Hormuz Flashpoint Ignites Risk-Off as Ceasefire Teeters on Collapse
Market Close — Thursday, June 25, 2026
WTI Crude
71.92
+2.25%
Gold
4,030.5
+1.01%
S&P 500
7,357.49
-0.01%
Nasdaq
25,358.6
-0.46%
US Dollar Index
101.43
-0.18%
Markets closed the June 25 session in a fractured posture, with equities barely holding ground while safe-haven and energy assets surged on the twin shock of US CENTCOM retaliatory strikes against Iranian military infrastructure and persistently depressed consumer confidence. The S&P 500 finished essentially unchanged at 7,357.49 (-0.01%), masking significant intraday volatility, while the Nasdaq slid -0.46% to 25,358.60 as technology's rate-sensitive premium came under renewed pressure. Gold surged 1.01% to $4,030.50/oz and WTI crude jumped 2.25% to $71.92/bbl as geopolitical risk repriced sharply higher.
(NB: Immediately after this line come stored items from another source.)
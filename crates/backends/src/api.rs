//! REST client for a submit-and-poll video generation service.
//!
//! Every backend exposes the same three endpoints:
//!
//! - `POST {base}/generations` queues a job and returns its id.
//! - `GET {base}/generations/{id}` reports job state and, once done, the
//!   resulting media.
//! - `POST {base}/generations/{id}/cancel` aborts a job.

use longcut_core::clip::MediaHandle;
use serde::{Deserialize, Serialize};

use crate::backend::{GeneratedMedia, GenerationRequest};
use crate::error::BackendError;

/// MIME type assumed for inline video payloads.
pub const INLINE_VIDEO_MIME: &str = "video/mp4";

/// HTTP client for a single generation service.
#[derive(Debug, Clone)]
pub struct GenerationApi {
    client: reqwest::Client,
    base_url: String,
    token: Option<String>,
}

// ---------------------------------------------------------------------------
// Wire types
// ---------------------------------------------------------------------------

/// Body of `POST /generations`.
#[derive(Debug, Clone, PartialEq, Serialize)]
pub struct SubmitRequest {
    pub model: String,
    pub prompt: String,
    pub duration: f64,
    pub resolution: String,
    pub aspect_ratio: String,
    #[serde(skip_serializing_if = "Option::is_none")]
    pub image_url: Option<String>,
}

impl From<&GenerationRequest> for SubmitRequest {
    fn from(req: &GenerationRequest) -> Self {
        Self {
            model: req.model.clone(),
            prompt: req.prompt.clone(),
            duration: req.duration_secs,
            resolution: req.resolution_string(),
            aspect_ratio: req.aspect_ratio.as_str().to_string(),
            image_url: req.seed_image.as_ref().map(MediaHandle::as_source),
        }
    }
}

/// Response of `POST /generations`.
#[derive(Debug, Deserialize)]
pub struct SubmitResponse {
    /// Server-assigned job identifier.
    pub id: String,
}

#[derive(Debug, Clone, Copy, PartialEq, Eq, Deserialize)]
#[serde(rename_all = "lowercase")]
pub enum JobState {
    #[serde(alias = "pending")]
    Queued,
    #[serde(alias = "running")]
    Processing,
    #[serde(alias = "succeeded")]
    Completed,
    Failed,
    #[serde(alias = "canceled")]
    Cancelled,
}

impl JobState {
    pub fn is_finished(self) -> bool {
        matches!(self, Self::Completed | Self::Failed | Self::Cancelled)
    }
}

/// Response of `GET /generations/{id}`.
#[derive(Debug, Deserialize)]
pub struct JobStatusResponse {
    pub status: JobState,
    #[serde(default)]
    pub video_url: Option<String>,
    #[serde(default)]
    pub video_base64: Option<String>,
    #[serde(default)]
    pub duration: Option<f64>,
    #[serde(default)]
    pub error: Option<String>,
}

impl JobStatusResponse {
    /// Convert a finished job into media, or the error it reported.
    pub fn into_media(self) -> Result<GeneratedMedia, BackendError> {
        match self.status {
            JobState::Completed => {
                let media = match (self.video_url, self.video_base64) {
                    (Some(url), _) => MediaHandle::url(url),
                    (None, Some(data)) => MediaHandle::Inline {
                        mime_type: INLINE_VIDEO_MIME.to_string(),
                        data_base64: data,
                    },
                    (None, None) => {
                        return Err(BackendError::InvalidResponse(
                            "completed job carries no video".to_string(),
                        ))
                    }
                };
                Ok(GeneratedMedia {
                    media,
                    duration_secs: self.duration,
                })
            }
            JobState::Failed => Err(BackendError::Generation(
                self.error
                    .unwrap_or_else(|| "backend reported failure".to_string()),
            )),
            JobState::Cancelled => Err(BackendError::Cancelled),
            state => Err(BackendError::InvalidResponse(format!(
                "job is still {state:?}"
            ))),
        }
    }
}

// ---------------------------------------------------------------------------
// Client
// ---------------------------------------------------------------------------

impl GenerationApi {
    /// Create a client for a service.
    ///
    /// * `base_url` - e.g. `https://api.example.com/v1`.
    /// * `token` - optional bearer credential sent on every request.
    pub fn new(base_url: impl Into<String>, token: Option<String>) -> Self {
        Self::with_client(reqwest::Client::new(), base_url, token)
    }

    /// Create a client reusing an existing [`reqwest::Client`] (shared
    /// connection pool and request timeout across backends).
    pub fn with_client(
        client: reqwest::Client,
        base_url: impl Into<String>,
        token: Option<String>,
    ) -> Self {
        Self {
            client,
            base_url: base_url.into().trim_end_matches('/').to_string(),
            token,
        }
    }

    pub fn base_url(&self) -> &str {
        &self.base_url
    }

    /// Queue a generation job. Returns the server-assigned job id.
    pub async fn submit(&self, request: &SubmitRequest) -> Result<String, BackendError> {
        let response = self
            .authorized(self.client.post(format!("{}/generations", self.base_url)))
            .json(request)
            .send()
            .await?;

        let submitted: SubmitResponse = Self::parse_response(response).await?;
        Ok(submitted.id)
    }

    /// Fetch the current state of a job.
    pub async fn status(&self, job_id: &str) -> Result<JobStatusResponse, BackendError> {
        let response = self
            .authorized(
                self.client
                    .get(format!("{}/generations/{}", self.base_url, job_id)),
            )
            .send()
            .await?;

        Self::parse_response(response).await
    }

    /// Ask the service to abort a queued or running job.
    pub async fn cancel(&self, job_id: &str) -> Result<(), BackendError> {
        let response = self
            .authorized(
                self.client
                    .post(format!("{}/generations/{}/cancel", self.base_url, job_id)),
            )
            .send()
            .await?;

        Self::check_status(response).await
    }

    // ---- private helpers ----

    fn authorized(&self, builder: reqwest::RequestBuilder) -> reqwest::RequestBuilder {
        match &self.token {
            Some(token) => builder.bearer_auth(token),
            None => builder,
        }
    }

    /// Ensure the response has a success status code. Returns the
    /// response unchanged on success, or a [`BackendError::Api`]
    /// containing the status and body text on failure.
    async fn ensure_success(response: reqwest::Response) -> Result<reqwest::Response, BackendError> {
        let status = response.status();
        if !status.is_success() {
            let body = response
                .text()
                .await
                .unwrap_or_else(|_| "<unreadable body>".to_string());
            return Err(BackendError::Api {
                status: status.as_u16(),
                body,
            });
        }
        Ok(response)
    }

    /// Parse a successful JSON response body into the expected type.
    async fn parse_response<T: serde::de::DeserializeOwned>(
        response: reqwest::Response,
    ) -> Result<T, BackendError> {
        let response = Self::ensure_success(response).await?;
        Ok(response.json::<T>().await?)
    }

    /// Assert the response has a success status code, discarding the body.
    async fn check_status(response: reqwest::Response) -> Result<(), BackendError> {
        Self::ensure_success(response).await?;
        Ok(())
    }
}

// ---------------------------------------------------------------------------
// Tests
// ---------------------------------------------------------------------------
The 10-year Treasury yield fell 2.3 basis points to 4.39% — a classic flight-to-quality bid — while the dollar edged down -0.18% to 101.43.
The dominant catalyst was the June 26 announcement that US Central Command had struck Iranian missile and drone storage facilities and coastal radar systems in direct retaliation for Iran's June 25 drone attack on the Singapore-flagged container ship Ever Lovely in the Strait of Hormuz. The IRGC launched at least four drones at transiting vessels; one struck the Ever Lovely's upper deck without crew casualties. President Trump labeled the attack a 'foolish violation' of the June 17 ceasefire memorandum of understanding, but the MOU has not been formally declared dead — both sides nominally still reference it, leaving markets in a state of uncomfortable ambiguity. Critically, the IMO simultaneously suspended its plan to evacuate approximately 11,000 stranded sailors from the Gulf, a concrete operational signal that the humanitarian and commercial shipping normalization hoped for under the ceasefire is now on ice. The Strait of Hormuz, through which roughly 20% of global seaborne oil and LNG transits, remains disrupted.
The University of Michigan's final June Consumer Sentiment reading added a secondary weight on risk assets, printing at 49.5 — marginally above the preliminary 48.9 but below the Reuters consensus of 50.0 and still the second-lowest reading since the survey's inception in the 1970s. The data confirmed the post-February trauma inflicted by the Hormuz-driven energy price shock: sentiment sits 13% below pre-conflict February 2026 levels and nearly 20% below a year ago. The one constructive signal was inflation expectations moderating, with year-ahead expectations easing to 4.6% from 4.8% and long-run (5–10 year) expectations falling notably to 3.3% from 3.9% — a development that keeps the Fed's optionality alive even as the macro backdrop deteriorates.
Cross-asset signals carried a clear defensive tilt. The S&P 500 sitting just above its 50-day moving average of 7,344 is a technically consequential level; a close below it would mark a meaningful momentum breakdown given the index already trades well under its 20-day moving average of 7,462. WTI's RSI of 26.9 places crude in deeply oversold territory despite Friday's bounce — a technical backdrop that historically invites mean-reversion buying, but one that requires a geopolitical catalyst to sustain any rally given the broader structural demand concerns. The US Dollar Index's RSI of 72.5 flags overbought conditions that could limit further USD upside, a nuance that partially explains the dollar's mild retreat despite the risk-off impulse. Energy and defense names were the clear sector beneficiaries, while consumer discretionary and rate-sensitive growth stocks faced dual headwinds from the sentiment miss and geopolitical uncertainty.
The week ahead will be defined entirely by the trajectory of the US-Iran ceasefire. Markets are pricing a fluid escalation scenario, not a full-scale conflict, but that calculus can shift quickly. Any formal Iranian acknowledgment that the MOU is dead — or a second round of IRGC strikes — would likely push Brent back toward the $80–85 range and send the S&P 500 through the 7,344 technical support. Conversely, a diplomatic back-channel signal that both parties wish to preserve the framework could partially unwind the geopolitical risk premium in crude and gold. The Fed's reaction function remains constrained: with long-run inflation expectations still elevated at +1.01% and consumer sentiment near historic lows, policymakers have little room to ride to the market's rescue without risking a credibility hit on their inflation mandate.